Specifically, the rate of postoperative surgical complications according to Clavien–Dindo classification (CDC) did not differ between the two study groups, except for the rate of Clavien–Dindo grade II complications, which were higher among patients undergoing RAKT from DDs (76 vs. 44%, p = 0.042). Nevertheless, of Clavien–Dindo grade II complications, only one (1/8, [12.5%]) in the LD group and two (2/16 [12.5%]) in the DD group were represented by peri-operative blood transfusions.

In our cohort, 5/39 (13%) major surgical complications were recorded. Of these, 4 (2 in the LD and 2 in the DD group) were Clavien–Dindo grade IIIa and 1 IIIb Clavien–Dindo grade complication (in the DD group). In particular, 2 recipients required percutaneous placement of a nephrostomy tube with antegrade placement of a JJ stent; in one recipient a symptomatic lymphocele was treated with percutaneous drainage and in one patient a transplant arterial stenosis (TRAS) required percutaneous transluminal angioplasty (PTA) and stenting. One patient in the RAKT DD group required graft nephrectomy due to an arterial thrombosis (in this case, the donor was a DCD) (Table 2).

Regarding functional outcomes, 7/39 (18%) patients (all recipients from DD) experienced DGF. Two of them were on dialysis at last FU (one patient after graft nephrectomy and one patient experiencing primary non-function, both cases from DCDs).
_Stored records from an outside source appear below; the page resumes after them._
pub mod config;

pub use config::{Config, ValidationResult};

use anyhow::Result;

/// Initialize logging for the application.
pub fn init() -> Result<()> {
    tracing_subscriber::fmt()
        .with_env_filter(
            tracing_subscriber::EnvFilter::try_from_default_env()
                .unwrap_or_else(|_| tracing_subscriber::EnvFilter::new("info")),
        )
        .init();

    tracing::info!("Brisa core initialized");
    Ok(())
}
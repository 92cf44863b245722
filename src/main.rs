use std::sync::Arc;

use anyhow::Result;
use brisa_weather::{codes, Renderer, SearchError, Storage, WeatherRecord, WeatherService};

/// Plain terminal renderer for one-shot lookups.
struct TerminalRenderer;

impl Renderer for TerminalRenderer {
    fn show_loading(&self) {
        println!("Looking up the weather...");
    }

    fn show_error(&self, error: &SearchError) {
        eprintln!("{}", error.user_message());
    }

    fn show_record(&self, record: &WeatherRecord) {
        let info = codes::lookup(record.current.weather_code);

        println!();
        println!("{}  {}", info.icon, record.location.display_name());
        if record.stale {
            println!("(offline - showing previously saved data)");
        }
        println!(
            "{} - {:.0}°C (feels like {:.0}°C)",
            info.description,
            record.current.temperature_c,
            record.current.apparent_temperature_c
        );
        println!(
            "Humidity {}%  Wind {:.0} km/h {}  Pressure {:.0} hPa  Clouds {}%",
            record.current.humidity_pct,
            record.current.wind_speed_kmh,
            record.current.wind_compass().abbreviation(),
            record.current.pressure_hpa,
            record.current.cloud_cover_pct
        );

        println!();
        for day in &record.forecast {
            let day_info = codes::lookup(day.weather_code);
            println!(
                "{}  {}  {:.0}° / {:.0}°",
                day.date.format("%a %d/%m"),
                day_info.icon,
                day.temp_max_c,
                day.temp_min_c
            );
        }
    }
}

#[tokio::main]
async fn main() -> Result<()> {
    brisa_core::init()?;

    let (config, _validation) = brisa_core::Config::load_validated()?;
    let storage = Arc::new(Storage::open(config.data_dir.join("brisa.db"))?);
    let service = WeatherService::new(storage, &config)?;

    tracing::info!("Brisa started");

    let renderer = TerminalRenderer;
    let query: Vec<String> = std::env::args().skip(1).collect();

    if query.is_empty() {
        match service.restore_last_search().await {
            Ok(Some(record)) => renderer.show_record(&record),
            Ok(None) => println!("Usage: brisa <city name>"),
            Err(error) => renderer.show_error(&error),
        }
        return Ok(());
    }

    service
        .search_and_render(&query.join(" "), &renderer)
        .await;

    Ok(())
}
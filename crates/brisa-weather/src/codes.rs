//! WMO weather code table.
//!
//! The upstream service classifies conditions with WMO integer codes. This is
//! a total mapping: any code outside the known subset lands on `Unknown`
//! rather than failing a lookup.

use serde::{Deserialize, Serialize};

/// Known WMO codes plus an explicit `Unknown` variant.
#[derive(Debug, Clone, Copy, PartialEq, Eq, Serialize, Deserialize, Default)]
#[serde(rename_all = "snake_case")]
pub enum WeatherCode {
    ClearSky,
    MainlyClear,
    PartlyCloudy,
    Overcast,
    Fog,
    DepositingRimeFog,
    LightDrizzle,
    ModerateDrizzle,
    DenseDrizzle,
    LightFreezingDrizzle,
    DenseFreezingDrizzle,
    SlightRain,
    ModerateRain,
    HeavyRain,
    LightFreezingRain,
    HeavyFreezingRain,
    SlightSnow,
    ModerateSnow,
    HeavySnow,
    SnowGrains,
    SlightRainShowers,
    ModerateRainShowers,
    ViolentRainShowers,
    SlightSnowShowers,
    HeavySnowShowers,
    Thunderstorm,
    ThunderstormSlightHail,
    ThunderstormHeavyHail,
    #[default]
    Unknown,
}

/// Description, icon glyph and color hint for one code.
#[derive(Debug, Clone, Copy, PartialEq, Eq)]
pub struct CodeInfo {
    pub description: &'static str,
    pub icon: &'static str,
    pub color_hint: &'static str,
}

/// Fallback for codes outside the table.
pub const UNKNOWN_INFO: CodeInfo = CodeInfo {
    description: "Unknown",
    icon: "❓",
    color_hint: "#888888",
};

impl WeatherCode {
    /// Convert a WMO weather code to its variant. Total: never fails.
    /// See: https://open-meteo.com/en/docs#weathervariables
    pub fn from_code(code: i32) -> Self {
        match code {
            0 => Self::ClearSky,
            1 => Self::MainlyClear,
            2 => Self::PartlyCloudy,
            3 => Self::Overcast,
            45 => Self::Fog,
            48 => Self::DepositingRimeFog,
            51 => Self::LightDrizzle,
            53 => Self::ModerateDrizzle,
            55 => Self::DenseDrizzle,
            56 => Self::LightFreezingDrizzle,
            57 => Self::DenseFreezingDrizzle,
            61 => Self::SlightRain,
            63 => Self::ModerateRain,
            65 => Self::HeavyRain,
            66 => Self::LightFreezingRain,
            67 => Self::HeavyFreezingRain,
            71 => Self::SlightSnow,
            73 => Self::ModerateSnow,
            75 => Self::HeavySnow,
            77 => Self::SnowGrains,
            80 => Self::SlightRainShowers,
            81 => Self::ModerateRainShowers,
            82 => Self::ViolentRainShowers,
            85 => Self::SlightSnowShowers,
            86 => Self::HeavySnowShowers,
            95 => Self::Thunderstorm,
            96 => Self::ThunderstormSlightHail,
            99 => Self::ThunderstormHeavyHail,
            _ => Self::Unknown,
        }
    }

    pub fn info(&self) -> CodeInfo {
        match self {
            Self::ClearSky => CodeInfo {
                description: "Clear sky",
                icon: "☀️",
                color_hint: "#FFD700",
            },
            Self::MainlyClear => CodeInfo {
                description: "Mainly clear",
                icon: "🌤️",
                color_hint: "#FDB813",
            },
            Self::PartlyCloudy => CodeInfo {
                description: "Partly cloudy",
                icon: "⛅",
                color_hint: "#9DB4C0",
            },
            Self::Overcast => CodeInfo {
                description: "Overcast",
                icon: "☁️",
                color_hint: "#8B8B8B",
            },
            Self::Fog => CodeInfo {
                description: "Fog",
                icon: "🌫️",
                color_hint: "#B0C4DE",
            },
            Self::DepositingRimeFog => CodeInfo {
                description: "Depositing rime fog",
                icon: "🌫️",
                color_hint: "#B0C4DE",
            },
            Self::LightDrizzle => CodeInfo {
                description: "Light drizzle",
                icon: "🌦️",
                color_hint: "#4682B4",
            },
            Self::ModerateDrizzle => CodeInfo {
                description: "Moderate drizzle",
                icon: "🌦️",
                color_hint: "#4682B4",
            },
            Self::DenseDrizzle => CodeInfo {
                description: "Dense drizzle",
                icon: "🌧️",
                color_hint: "#1E90FF",
            },
            Self::LightFreezingDrizzle => CodeInfo {
                description: "Light freezing drizzle",
                icon: "🌨️",
                color_hint: "#87CEEB",
            },
            Self::DenseFreezingDrizzle => CodeInfo {
                description: "Dense freezing drizzle",
                icon: "🌨️",
                color_hint: "#4682B4",
            },
            Self::SlightRain => CodeInfo {
                description: "Slight rain",
                icon: "🌧️",
                color_hint: "#4169E1",
            },
            Self::ModerateRain => CodeInfo {
                description: "Moderate rain",
                icon: "🌧️",
                color_hint: "#0000CD",
            },
            Self::HeavyRain => CodeInfo {
                description: "Heavy rain",
                icon: "🌧️",
                color_hint: "#00008B",
            },
            Self::LightFreezingRain => CodeInfo {
                description: "Light freezing rain",
                icon: "🌨️",
                color_hint: "#87CEEB",
            },
            Self::HeavyFreezingRain => CodeInfo {
                description: "Heavy freezing rain",
                icon: "🌨️",
                color_hint: "#4682B4",
            },
            Self::SlightSnow => CodeInfo {
                description: "Slight snow",
                icon: "🌨️",
                color_hint: "#F0F8FF",
            },
            Self::ModerateSnow => CodeInfo {
                description: "Moderate snow",
                icon: "❄️",
                color_hint: "#E0FFFF",
            },
            Self::HeavySnow => CodeInfo {
                description: "Heavy snow",
                icon: "❄️",
                color_hint: "#B0E0E6",
            },
            Self::SnowGrains => CodeInfo {
                description: "Snow grains",
                icon: "🌨️",
                color_hint: "#ADD8E6",
            },
            Self::SlightRainShowers => CodeInfo {
                description: "Slight rain showers",
                icon: "🌦️",
                color_hint: "#4682B4",
            },
            Self::ModerateRainShowers => CodeInfo {
                description: "Moderate rain showers",
                icon: "⛈️",
                color_hint: "#4169E1",
            },
            Self::ViolentRainShowers => CodeInfo {
                description: "Violent rain showers",
                icon: "⛈️",
                color_hint: "#0000CD",
            },
            Self::SlightSnowShowers => CodeInfo {
                description: "Slight snow showers",
                icon: "🌨️",
                color_hint: "#F0F8FF",
            },
            Self::HeavySnowShowers => CodeInfo {
                description: "Heavy snow showers",
                icon: "❄️",
                color_hint: "#E0FFFF",
            },
            Self::Thunderstorm => CodeInfo {
                description: "Thunderstorm",
                icon: "⛈️",
                color_hint: "#483D8B",
            },
            Self::ThunderstormSlightHail => CodeInfo {
                description: "Thunderstorm with slight hail",
                icon: "⛈️",
                color_hint: "#2F4F4F",
            },
            Self::ThunderstormHeavyHail => CodeInfo {
                description: "Thunderstorm with heavy hail",
                icon: "⛈️",
                color_hint: "#191970",
            },
            Self::Unknown => UNKNOWN_INFO,
        }
    }

    pub fn description(&self) -> &'static str {
        self.info().description
    }

    pub fn icon(&self) -> &'static str {
        self.info().icon
    }

    pub fn color_hint(&self) -> &'static str {
        self.info().color_hint
    }
}

/// Look up display metadata for a raw WMO code. Never fails.
pub fn lookup(code: i32) -> CodeInfo {
    WeatherCode::from_code(code).info()
}

/// The WMO subset this table covers.
pub const KNOWN_CODES: [i32; 28] = [
    0, 1, 2, 3, 45, 48, 51, 53, 55, 56, 57, 61, 63, 65, 66, 67, 71, 73, 75, 77, 80, 81, 82, 85,
    86, 95, 96, 99,
];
An increasing trend of eGFR was progressively recorded from the first postoperative day to the last FU (Table 2). In particular, at the last follow up visit, median (IQR) eGFR was 51 (42–71) and 57 (45–76) mL/min/1.73 m2 in the LD and DD groups, respectively (p = 0.6).

Discussion

Although RAKT is still being performed only at selected referral Centers worldwide, current evidence confirms is feasibility, safety and reproducibility (1, 2, 19, 20). In fact, RAKT with regional hypothermia in the setting of “elective” living donation has been shown to achieve favorable short- and mid-term peri-operative and functional outcomes (mirroring the principles of open KT) while providing the key advantages of minimally-invasive surgery (2, 3, 6, 8, 19–23). Moreover, recent studies demonstrated that RAKT can be safely performed by experienced robotic surgeons even in case of grafts with vascular anomalies (5) or complex recipients such as those with ADPKD (16) or morbid obesity (7, 24, 25).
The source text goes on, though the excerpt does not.